Schenken unter Verwandten aufteilen

"Insgesamt scheint es ein starkes Bedürfnis zu geben, wo immer es geht, den Austausch zu erhöhen und auf diese Weise die Zuwendung zu dokumentieren", erklärt Albrecht. Mit Geschenken zeigten Erwachsene, dass sie eine gute Beziehung zu einem Kind hätten. "Man macht sich selbst fast die größere Freude, wenn sich die Kinder freuen", so der Soziologe.

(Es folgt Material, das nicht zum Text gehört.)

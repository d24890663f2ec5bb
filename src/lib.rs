//! Section-scoped runtime translator.
//!
//! Translators resolve keys against per-language dictionaries assembled from
//! named sections, interpolate named or positional arguments and global
//! parameters, and run the result through a filter chain.

pub mod config;
pub mod i18n;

Deshalb sei es auch schwierig, dem Onkel und der Oma das Schenken ganz zu verbieten. "Das wäre fast wie eine schwere Verwerfung innerhalb der Familie."

Der Soziologe schlägt vor, das Schenken unter den Verwandten aufzuteilen, vor allem wenn die Feste ohnehin getrennt gefeiert werden. So sollten Großeltern, die die Kinder nicht an Ostern und nur an Weihnachten sehen, auch nur zu diesem Festtag etwas besorgen.

Neue Impulse für die Geschenke-Kultur kommen laut Wiemert und Albrecht durch das gewachsene Klimabewusstsein. Gerade Kinder und Jugendliche seien bereit, sich für die Umwelt einzusetzen, sagt Wiemert. Erwachsene machten sich mit Bergen von Geschenken daher unglaubwürdig. Insgesamt rät die Forscherin, Geschenken keine zu hohe Bedeutung beizumessen. Materieller Besitz sei entbehrlich, eine gute Beziehung zwischen Eltern und Kinder aber nicht.